Abstract

ABSTRACTFoucault's analysis of the history of evolutionary thought in Les Mots et les choses introduces monsters as incomplete beings that form important steps on the evolutionary ladder toward the terminal species. Monsters represent attempts by nature to achieve the perfection of the terminal species and are, therefore, significant for naturalists in constructing the details of the natural continuum. Despite their incompleteness, monsters underwrite the natural continuum and evidence the grounding of this continuum in reality. To a great extent, the continuum of nature, proposed by Foucault, resembles a continuum of civilization through which the history of the world and the history of colonization were often seen. The non‐European emerged as the monster that showcased the deeper history of the more‐perfect European. In the same way that monsters were written into natural history as intermediary and incomplete beings, losing in the process their uniqueness as independent species, the colonized were written into the (new) World History as objects of colonization, modernization, and development and as the living fossils of a bygone European past.
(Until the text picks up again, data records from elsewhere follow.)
#[cfg(test)]
mod tests {
    use super::*;
    use crate::game::dictionary::{DictionaryError, WordList};
    use crate::game::rack::RACK_SIZE;
    use std::sync::mpsc;
    use std::sync::Mutex;

    const WAIT: Duration = Duration::from_secs(5);

    fn session_with(words: &str) -> GameSession {
        GameSession::new(SessionOptions {
            dictionary: Arc::new(WordList::parse(words)),
            seed: Some(11),
            ..SessionOptions::default()
        })
    }

    fn tiles(pairs: &[(char, u32)]) -> Vec<Tile> {
        pairs.iter().map(|&(c, v)| Tile::new(c, v)).collect()
    }

    /// Place the first rack tile carrying each letter, starting at `start`
    fn spell(session: &mut GameSession, start: usize, letters: &str) {
        for (i, c) in letters.chars().enumerate() {
            let slot = session.rack().position_of(c).unwrap();
            session.place(start + i, slot).unwrap();
        }
    }

    #[test]
    fn test_new_session_deals_full_rack() {
        let session = session_with("cat\n");
        assert_eq!(session.rack().size(), RACK_SIZE);
        assert_eq!(session.remaining_tiles(), 98 - RACK_SIZE as u32);
        assert_eq!(session.current_word(), "------------");
        assert_eq!(session.report(), ValidationReport::failed());
        assert_eq!(session.phase(), Phase::Placing);
    }

    #[test]
    fn test_valid_word_scores_and_enables_advance() {
        let mut session = session_with("cat\n");
        session.set_rack(&tiles(&[('C', 3), ('A', 1), ('T', 1)]));

        // Square 1 is double-letter, square 4 would be double-word
        spell(&mut session, 1, "CAT");
        assert_eq!(session.current_word(), "CAT---------");
        assert!(session.settle(WAIT));

        assert!(session.report().overall_valid());
        assert_eq!(session.current_score(), 3 * 2 + 1 + 1);
        assert!(session.advance_enabled());
        assert_eq!(session.phase(), Phase::RoundComplete);
    }

    #[test]
    fn test_invalid_word_scores_zero() {
        let mut session = session_with("cat\n");
        session.set_rack(&tiles(&[('C', 3), ('A', 1), ('B', 3)]));

        spell(&mut session, 0, "CAB");
        assert!(session.settle(WAIT));

        let report = session.report();
        assert!(report.no_gaps && report.min_length);
        assert!(!report.in_dictionary);
        assert_eq!(session.current_score(), 0);
        assert!(!session.advance_enabled());
    }

    #[test]
    fn test_rejected_placement_keeps_tile_on_rack() {
        let mut session = session_with("cat\n");
        session.set_rack(&tiles(&[('C', 3), ('A', 1)]));
        session.place(0, 0).unwrap();

        let err = session.place(5, 0).unwrap_err();
        assert_eq!(
            err,
            SessionError::Placement(PlacementError::NonAdjacentPlacement { index: 5 })
        );
        assert_eq!(session.rack().letters(), vec!['A']);

        let err = session.place(0, 0).unwrap_err();
        assert_eq!(
            err,
            SessionError::Placement(PlacementError::OccupiedSquare { index: 0 })
        );
        assert_eq!(session.rack().letters(), vec!['A']);

        assert_eq!(session.place(1, 3), Err(SessionError::NoTile { slot: 3 }));
    }

    #[test]
    fn test_remove_returns_tile_and_revalidates() {
        let mut session = session_with("at\n");
        session.set_rack(&tiles(&[('A', 1), ('T', 1), ('S', 1)]));
        spell(&mut session, 2, "ATS");
        assert!(session.settle(WAIT));
        assert!(!session.advance_enabled());

        // S sat on the double-word square; AT is left on plain squares
        assert_eq!(session.remove(4), Ok(Tile::new('S', 1)));
        assert_eq!(session.rack().letters(), vec!['S']);
        assert!(session.settle(WAIT));
        assert!(session.advance_enabled());
        assert_eq!(session.current_score(), 2);

        assert_eq!(session.remove(4), Err(SessionError::EmptySquare { index: 4 }));
    }

    #[test]
    fn test_gap_after_removal_is_invalid() {
        let mut session = session_with("cat\nct\n");
        session.set_rack(&tiles(&[('C', 3), ('A', 1), ('T', 1)]));
        spell(&mut session, 0, "CAT");
        session.remove(1).unwrap();

        assert_eq!(session.current_word(), "C-T---------");
        assert!(session.settle(WAIT));
        assert!(!session.report().no_gaps);
        assert!(session.report().in_dictionary);
        assert_eq!(session.current_score(), 0);
        assert!(!session.advance_enabled());
    }

    #[test]
    fn test_next_word_banks_highest_score() {
        let mut session = session_with("cat\nat\n");
        session.set_rack(&tiles(&[('C', 3), ('A', 1), ('T', 1)]));
        spell(&mut session, 1, "CAT");
        session.settle(WAIT);
        let score = session.current_score();

        let outcome = session.next_word();
        assert_eq!(session.highest_score(), score);
        assert_eq!(outcome, RefillOutcome { requested: 7, drawn: 7 });
        assert!(session.board().is_empty());
        assert_eq!(session.current_word(), "------------");
        assert_eq!(session.current_score(), 0);
        assert_eq!(session.report(), ValidationReport::failed());
        assert!(!session.advance_enabled());

        // A lower round never lowers the record
        session.set_rack(&tiles(&[('A', 1), ('T', 1)]));
        spell(&mut session, 5, "AT");
        session.settle(WAIT);
        assert_eq!(session.current_score(), 2);
        session.next_word();
        assert_eq!(session.highest_score(), score);
    }

    #[test]
    fn test_next_word_keeps_unplayed_tiles() {
        let mut session = session_with("at\n");
        session.set_rack(&tiles(&[('A', 1), ('T', 1), ('Q', 10)]));
        spell(&mut session, 0, "AT");
        session.settle(WAIT);

        let outcome = session.next_word();
        assert_eq!(outcome.requested, 6);
        assert_eq!(session.rack().tiles()[0], Tile::new('Q', 10));
        assert_eq!(session.rack().size(), RACK_SIZE);
    }

    #[test]
    fn test_start_over_resets_everything() {
        let mut session = session_with("cat\n");
        session.set_rack(&tiles(&[('C', 3), ('A', 1), ('T', 1)]));
        spell(&mut session, 0, "CAT");
        session.settle(WAIT);
        session.next_word();
        assert!(session.highest_score() > 0);

        session.place(0, 0).unwrap();
        session.start_over();

        assert_eq!(session.highest_score(), 0);
        assert_eq!(session.current_score(), 0);
        assert_eq!(session.current_word(), "------------");
        assert!(session.board().is_empty());
        assert_eq!(session.rack().size(), RACK_SIZE);
        assert_eq!(session.remaining_tiles(), 98 - RACK_SIZE as u32);
        assert!(!session.advance_enabled());
    }

    #[test]
    fn test_empty_bag_refill_is_reported_not_fatal() {
        let mut session = session_with("at\n");
        session.drain_bag();
        session.set_rack(&tiles(&[('A', 1), ('T', 1), ('E', 1)]));

        for _ in 0..3 {
            let outcome = session.next_word();
            assert!(outcome.is_short());
            assert_eq!(outcome.drawn, 0);
            assert_eq!(session.notice(), Some(BAG_EMPTY_NOTICE));
        }
        assert_eq!(session.rack().size(), 3);

        spell(&mut session, 0, "AT");
        session.settle(WAIT);
        assert!(session.advance_enabled());
        session.next_word();
        assert_eq!(session.rack().letters(), vec!['E']);
        assert_eq!(session.remaining_tiles(), 0);
    }

    #[test]
    fn test_partial_refill() {
        let mut session = session_with("at\n");
        session.drain_bag();
        session.bag = LetterBag::with_distribution(
            vec![crate::game::BagEntry {
                letter: 'E',
                value: 1,
                remaining: 2,
            }],
            DrawPolicy::Weighted,
        );
        session.set_rack(&[]);

        let outcome = session.next_word();
        assert_eq!(outcome, RefillOutcome { requested: 7, drawn: 2 });
        assert_eq!(session.rack().letters(), vec!['E', 'E']);
        assert_eq!(session.notice(), None);
    }

    /// Dictionary that answers only when the test says so
    struct Gated {
        words: WordList,
        gate: Mutex<mpsc::Receiver<()>>,
    }

    impl Dictionary for Gated {
        fn lookup(&self, word: &str) -> Result<bool, DictionaryError> {
            let _ = self.gate.lock().unwrap().recv();
            Ok(self.words.contains(word))
        }
    }

    #[test]
    fn test_stale_lookup_is_discarded() {
        let (release, gate) = mpsc::channel();
        let mut session = GameSession::new(SessionOptions {
            dictionary: Arc::new(Gated {
                words: WordList::parse("at\n"),
                gate: Mutex::new(gate),
            }),
            seed: Some(5),
            ..SessionOptions::default()
        });
        session.set_rack(&tiles(&[('A', 1), ('T', 1), ('S', 1)]));

        // "AT" is valid, but "ATS" supersedes it before the answer lands
        spell(&mut session, 0, "AT");
        spell(&mut session, 2, "S");
        for _ in 0..3 {
            let _ = release.send(());
        }

        assert!(session.settle(WAIT));
        assert_eq!(session.current_word(), "ATS---------");
        assert!(!session.report().in_dictionary);
        assert!(!session.advance_enabled());
        assert_eq!(session.current_score(), 0);
    }

    #[test]
    fn test_lookup_after_next_word_is_ignored() {
        let (release, gate) = mpsc::channel();
        let mut session = GameSession::new(SessionOptions {
            dictionary: Arc::new(Gated {
                words: WordList::parse("at\n"),
                gate: Mutex::new(gate),
            }),
            seed: Some(5),
            ..SessionOptions::default()
        });
        session.set_rack(&tiles(&[('A', 1), ('T', 1)]));
        spell(&mut session, 0, "AT");
        session.next_word();

        release.send(()).unwrap();
        release.send(()).unwrap();
        std::thread::sleep(Duration::from_millis(200));
        session.poll();

        assert_eq!(session.report(), ValidationReport::failed());
        assert!(!session.advance_enabled());
        assert_eq!(session.highest_score(), 0);
    }

    #[test]
    fn test_view_mirrors_session() {
        let session = session_with("cat\n");
        let view = session.view();
        assert_eq!(view.word, "------------");
        assert_eq!(view.rack.len(), RACK_SIZE);
        assert_eq!(view.squares.len(), BOARD_LEN);
        assert_eq!(view.remaining_tiles, 91);
        assert!(!view.advance_enabled);
        assert!(!view.lookup_pending);
    }

    #[test]
    fn test_seeded_sessions_deal_the_same_rack() {
        let a = session_with("");
        let b = session_with("");
        assert_eq!(a.rack(), b.rack());
    }
}
//! Play screen: keyboard commands mapped onto the game session
//!
//! Stands in for drag-and-drop. A cursor walks the board row; typing a
//! letter drops the matching rack tile under the cursor, digits pick a rack
//! slot directly, Backspace lifts the tile back to the rack.

use super::state::{GameSession, SessionError};
use crate::game::board::BOARD_LEN;

/// Keyboard-driven front end state wrapped around a session
pub struct PlayScreen {
    pub session: GameSession,
    /// Board square the cursor sits on
    pub cursor: usize,
    /// Feedback from the last command
    pub feedback: String,
    /// Whether the application should quit
    pub should_quit: bool,
}

impl PlayScreen {
    pub fn new(session: GameSession) -> Self {
        Self {
            session,
            cursor: 0,
            feedback: String::new(),
            should_quit: false,
        }
    }

    /// Signal the application to quit
    pub fn quit(&mut self) {
        self.should_quit = true;
    }

    pub fn cursor_left(&mut self) {
        self.cursor = self.cursor.saturating_sub(1);
    }

    pub fn cursor_right(&mut self) {
        if self.cursor + 1 < BOARD_LEN {
            self.cursor += 1;
        }
    }

    /// Drop the first rack tile with this letter under the cursor
    pub fn on_letter(&mut self, letter: char) {
        match self.session.rack().position_of(letter) {
            Some(slot) => self.place_slot(slot),
            None => {
                self.feedback = format!("No {} on your rack", letter.to_ascii_uppercase());
            }
        }
    }

    /// Drop the tile in rack slot `slot` (0-based) under the cursor
    pub fn place_slot(&mut self, slot: usize) {
        match self.session.place(self.cursor, slot) {
            Ok(()) => {
                self.feedback.clear();
                self.cursor_right();
            }
            Err(e) => self.feedback = describe(&e),
        }
    }

    /// Lift the tile under the cursor back onto the rack
    pub fn on_backspace(&mut self) {
        match self.session.remove(self.cursor) {
            Ok(tile) => self.feedback = format!("{} back on the rack", tile.letter),
            Err(e) => self.feedback = describe(&e),
        }
    }

    /// Advance to the next word, if the current one is valid
    pub fn on_enter(&mut self) {
        if !self.session.advance_enabled() {
            self.feedback = "Make a valid word first".to_string();
            return;
        }
        let banked = self.session.current_score();
        self.session.next_word();
        self.cursor = 0;
        self.feedback = format!("OK +{}", banked);
    }

    /// Throw everything away and start a new game
    pub fn on_start_over(&mut self) {
        self.session.start_over();
        self.cursor = 0;
        self.feedback = "New game".to_string();
    }

    /// Pick up finished dictionary checks (call every tick)
    pub fn poll(&mut self) -> bool {
        self.session.poll()
    }
}

fn describe(error: &SessionError) -> String {
    match error {
        SessionError::Placement(e) => format!("CLANK: {}", e),
        other => other.to_string(),
    }
}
This new history was not only created for European consumption but was also an important part of European‐style education in the colony shaping colonial and postcolonial identities and perceptions of self and other.This article uses Foucauldian monsters to understand the making of historical narratives about the precolonial past in nineteenth‐century Egypt, where one of the earliest European‐style medical schools in Africa and Asia was built in the early nineteenth century. In this school and surrounding emerging educational system, narratives about science, modernity, and religion produced new histories that came to form colonial subjects. Finally, the article asks about a postcolonial/postmonstrous epistemology, what it might look like and whether and how it can emerge from the postcolonial condition.